On Sept. 16, 2019, aspiring interveners in the Uber v. Heller 2019 ONCA 1 appeal in the Supreme Court of Canada (the Uber case) filed their motions for leave to intervene. The submissions filed by several arbitration organizations make for rather depressing reading. With one or two notable exceptions, what they support is the notion that even when there is a direct conflict between arbitration and access to justice, arbitration must win.
Although each brief advances different arguments, the common result of most is that there is no way to protect vulnerable workers in Ontario from arbitration agreements that would hinder and, for all practical purposes, block their access to laws that fundamentally differentiate our society from other, exploitive economies. This is even more so, it seems, if the employer is a foreign employer because the arbitration agreement then becomes “international.” The implication is that to do otherwise would cause the international business world and arbitration community to lose respect for Canada as a centre for international arbitration.
All of these are highly debatable propositions advanced in support of an unworthy cause.
It should be noted at the outset that that the issue should have nothing to do with David Heller in particular. As the Supreme Court of Canada held in Seidel v. Telus 2011 SCC 15 and as the Court of Appeal held in the Uber case, the qualifying status of a claimant under legislation such as the Employment Standards Act (ESA) is presumed at the outset. This must be right. In ordinary commercial arbitration, referring all issues first to the arbitrator makes good sense. But for claims such as those under the ESA, to require status to first be determined by an arbitrator would strangle virtually all such claims at birth. The mere engagement of the arbitration process will be prohibitively expensive and the risk too great for all but a few claimants.
Nor does the issue have anything to do with the particular elements of the arbitration clause such as choice of arbitral institution or place of arbitration, as inappropriate as they may be in Uber. The requirement that each claimant must act alone in taking on Uber in a private arbitration creates, for all practical purposes, an insurmountable barricade to the enforcement of the rights (particularly common rights) of claimants under the ESA. Clearly, that is the main benefit of the clause to Uber.
Nor should the issue have anything to do with the arbitration clause in the Uber case being international. Either an employer of Ontario residents can effectively contract out of the ESA (directly, or indirectly by using a colourable arbitration agreement) or it cannot. As in Seidel, an agreement to arbitrate claims under a statute may be found to be invalid because it is in conflict with that statute’s purpose. That is a threshold question of law when it is raised for determination by the courts of Ontario in both international and non-international arbitration agreements.
According to several arbitration organizations that seek to assist the court on the appeal, the result of allowing arbitration clauses to defeat legislation establishing basic rights cannot be avoided because of an international consensus to that effect.
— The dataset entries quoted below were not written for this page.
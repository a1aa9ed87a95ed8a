pub struct ScratchTemplate;

impl ClassTemplate for ScratchTemplate {}

/*<code>
fn scratch() {}
</code>*/
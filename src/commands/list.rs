use std::path::PathBuf;

use console::style;
use miette::Result;

use scriptgen::check::check_all;

use super::build_generator;
use crate::cli::GeneratorArgs;

pub fn run(dir: PathBuf, args: GeneratorArgs) -> Result<()> {
    let results = check_all(&dir, |start| build_generator(start, args.clone()))?;

    if results.is_empty() {
        println!("No templates found under {}", style(dir.display()).cyan());
        return Ok(());
    }

    println!(
        "{} ({}):\n",
        style("Templates").bold(),
        style(dir.display()).cyan()
    );

    for result in &results {
        let rel = result
            .template
            .strip_prefix(&dir)
            .unwrap_or(&result.template)
            .display();

        match &result.plan {
            Some(plan) => println!(
                "  {} {}  {} {} {}",
                style("✓").green(),
                style(rel).cyan(),
                style(&plan.type_name).bold(),
                style("->").dim(),
                plan.output_path.file_name().unwrap_or_default().to_string_lossy()
            ),
            None => println!(
                "  {} {}  {}",
                style("✗").red(),
                style(rel).cyan(),
                result.errors.join("; ")
            ),
        }
    }

    let failed = results.iter().filter(|r| !r.is_valid()).count();
    println!(
        "\n{} template(s), {} with errors",
        results.len(),
        failed
    );

    Ok(())
}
However, the only other jurisdiction which has extensive case law that addresses mandatory arbitration agreements when there is a class action or class arbitration option available is the U.S. In virtually all other jurisdictions, individual arbitrations are unlikely to result in proceedings significantly more onerous than individual court actions. So, the issue is quite different. Even so, courts around the world have in fact held mandatory arbitration clauses such as those in the Uber case to be unconscionable.
In the U.S., the dominant frame of reference for the courts on this issue has been neither international arbitration norms nor social justice. The issue has been the constitutional doctrine of pre-emption and its application to the Federal Arbitration Act.
Members of arbitral organizations are not just practitioners of arbitration. We are also privileged citizens who have an important role to play in making arbitration an effective part of the justice system. We should not collectively present ourselves as naïve cheerleaders for any one category of arbitration users, particularly a category that is primarily interested in suppressing claims rather than in effectively resolving them.
Acknowledging the limits beyond which arbitration must defer to legislation aimed at protecting vulnerable members of our community, and providing greater access to justice, is key to maintaining the legitimacy of arbitration and public support for it.
Arbitration is in many ways the Superman of dispute resolution processes. It is able to leap over international borders and protect rights that would otherwise be lost to inefficient and ineffective court processes. However, mandatory arbitration, in cases such as Uber, resembles Superman’s Bizarro twin. It has the same superpowers but uses them to malign effect.
The arbitration community should demonstrate that it understands the difference between normal arbitration and mandatory arbitration and should assist the court by showing how to make and implement the distinction without harming the principles applicable to normal arbitration. The motion to intervene by ADR Chambers is exemplary in having done this.
However, many arbitration organizations that sought leave to intervene in Uber have failed the test.